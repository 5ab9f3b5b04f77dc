use serde::{Deserialize, Serialize};

/// Court geometry and physics for the Pong simulator.
///
/// All lengths are in pixels of the rendered frame.
#[derive(Debug, Clone, PartialEq, Serialize, Deserialize)]
#[serde(default)]
pub struct PongConfig {
    pub width: usize,
    pub height: usize,
    pub paddle_width: usize,
    pub paddle_height: usize,
    /// Distance from the court edge to the paddle's outer side.
    pub paddle_margin: usize,
    pub paddle_speed: f32,
    pub ball_size: usize,
    pub ball_speed: f32,
    pub max_ball_dy: f32,
    /// Reward for winning a point; the loser receives the negation.
    pub score_reward: f32,
    /// A rally longer than this ends the episode with zero rewards.
    pub max_steps: usize,
    pub seed: Option<u64>,
}

impl Default for PongConfig {
    fn default() -> Self {
        PongConfig {
            width: 200,
            height: 200,
            paddle_width: 4,
            paddle_height: 20,
            paddle_margin: 10,
            paddle_speed: 3.0,
            ball_size: 4,
            ball_speed: 3.0,
            max_ball_dy: 4.0,
            score_reward: 10.0,
            max_steps: 1000,
            seed: None,
        }
    }
}

impl PongConfig {
    /// A small court for fast tests.
    pub fn small() -> Self {
        PongConfig {
            width: 40,
            height: 30,
            paddle_width: 2,
            paddle_height: 6,
            paddle_margin: 2,
            paddle_speed: 2.0,
            ball_size: 2,
            ball_speed: 2.0,
            max_ball_dy: 2.0,
            score_reward: 10.0,
            max_steps: 200,
            seed: Some(7),
        }
    }

    /// Column of the left paddle's leftmost pixel.
    pub fn left_paddle_x(&self) -> usize {
        self.paddle_margin
    }

    /// Column of the right paddle's leftmost pixel.
    pub fn right_paddle_x(&self) -> usize {
        self.width - self.paddle_margin - self.paddle_width
    }

    pub fn validate(&self) -> Result<(), String> {
        if self.width < 8 || self.height < 8 {
            return Err("environment court must be at least 8x8".into());
        }
        if self.paddle_height == 0 || self.paddle_height >= self.height {
            return Err("environment.paddle_height must be in (0, height)".into());
        }
        if self.paddle_width == 0 || self.ball_size == 0 {
            return Err("environment paddle_width and ball_size must be > 0".into());
        }
        if 2 * (self.paddle_margin + self.paddle_width) + self.ball_size >= self.width {
            return Err("environment paddles leave no room for the ball".into());
        }
        if self.paddle_speed <= 0.0 || self.ball_speed <= 0.0 {
            return Err("environment speeds must be > 0".into());
        }
        if self.max_steps == 0 {
            return Err("environment.max_steps must be > 0".into());
        }
        Ok(())
    }
}

#[cfg(test)]
mod tests {
    use super::*;

    #[test]
    fn test_default_is_valid() {
        PongConfig::default().validate().unwrap();
        PongConfig::small().validate().unwrap();
    }

    #[test]
    fn test_paddle_columns_are_symmetric() {
        let config = PongConfig::default();
        assert_eq!(config.left_paddle_x(), 10);
        assert_eq!(
            config.right_paddle_x() + config.paddle_width,
            config.width - config.paddle_margin
        );
    }

    #[test]
    fn test_rejects_tall_paddle() {
        let config = PongConfig {
            paddle_height: 200,
            ..Default::default()
        };
        assert!(config.validate().is_err());
    }
}
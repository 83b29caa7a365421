// SPDX-License-Identifier: AGPL-3.0-or-later
//
// Copyright (C) 2026 Relational Network

use axum::{extract::State, http::StatusCode, Json};
use serde::Serialize;
use std::path::Path;
use utoipa::ToSchema;

use crate::config::DATA_DIR_ENV;
use crate::state::AppState;

/// Health check response with individual component status.
#[derive(Debug, Serialize, ToSchema)]
pub struct ReadyResponse {
    /// Overall health status ("ok" or "degraded").
    pub status: String,
    /// Individual health checks and their results.
    pub checks: HealthChecks,
}

/// Individual health check results.
#[derive(Debug, Serialize, ToSchema)]
pub struct HealthChecks {
    /// Whether the service process is running.
    pub service: String,
    /// Data directory availability (if configured).
    #[serde(skip_serializing_if = "Option::is_none")]
    pub data_dir: Option<String>,
    /// JWKS (authentication keys) status.
    /// Only present in production mode (CLERK_JWKS_URL configured).
    #[serde(skip_serializing_if = "Option::is_none")]
    pub jwks: Option<String>,
}

/// Simple health check response for liveness probes.
#[derive(Debug, Serialize, ToSchema)]
pub struct HealthResponse {
    pub status: String,
}

/// Check if the data directory exists and is accessible.
fn check_data_dir() -> Option<String> {
    if let Ok(dir) = std::env::var(DATA_DIR_ENV) {
        if Path::new(&dir).exists() {
            Some("ok".to_string())
        } else {
            Some("missing".to_string())
        }
    } else {
        None
    }
}

/// Check if JWKS is available (production auth mode).
async fn check_jwks(state: &AppState) -> Option<String> {
    if let Some(ref jwks) = state.auth_config.jwks {
        if jwks.is_cached().await {
            Some("ok".to_string())
        } else {
            match jwks.refresh().await {
                Ok(_) => Some("ok".to_string()),
                Err(_) => Some("unavailable".to_string()),
            }
        }
    } else {
        // Development mode - no JWKS configured
        None
    }
}

/// Health check endpoint handler.
///
/// Returns 200 if all checks pass, 503 if any check fails.
#[utoipa::path(
    get,
    path = "/health",
    tag = "Health",
    responses(
        (status = 200, description = "Service is healthy", body = ReadyResponse),
        (status = 503, description = "Service is unhealthy", body = ReadyResponse)
    )
)]
pub async fn health(State(state): State<AppState>) -> (StatusCode, Json<ReadyResponse>) {
    let data_dir = check_data_dir();
    let jwks = check_jwks(&state).await;

    let data_ok = data_dir.as_ref().map(|s| s == "ok").unwrap_or(true);
    let jwks_ok = jwks.as_ref().map(|s| s == "ok").unwrap_or(true);
    let all_ok = data_ok && jwks_ok;

    let response = ReadyResponse {
        status: if all_ok { "ok" } else { "degraded" }.to_string(),
        checks: HealthChecks {
            service: "ok".to_string(),
            data_dir,
            jwks,
        },
    };

    let status = if all_ok {
        StatusCode::OK
    } else {
        StatusCode::SERVICE_UNAVAILABLE
    };

    (status, Json(response))
}

/// Liveness probe handler.
///
/// Always returns 200 if the process is running.
/// Does not check dependencies - use readiness for that.
#[utoipa::path(
    get,
    path = "/health/live",
    tag = "Health",
    responses(
        (status = 200, description = "Service is alive", body = HealthResponse)
    )
)]
pub async fn liveness() -> Json<HealthResponse> {
    Json(HealthResponse {
        status: "ok".to_string(),
    })
}

/// Readiness probe handler.
///
/// Returns 200 only if all dependencies are available.
/// Use for Kubernetes readiness probes.
#[utoipa::path(
    get,
    path = "/health/ready",
    tag = "Health",
    responses(
        (status = 200, description = "Service is ready", body = ReadyResponse),
        (status = 503, description = "Service is not ready", body = ReadyResponse)
    )
)]
pub async fn readiness(state: State<AppState>) -> (StatusCode, Json<ReadyResponse>) {
    health(state).await
}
━━━━━━━━━━━━━━━━
• **Description of the task**: Write only the number of lines above that contain "HealthResponse".

• **Written solution**: 4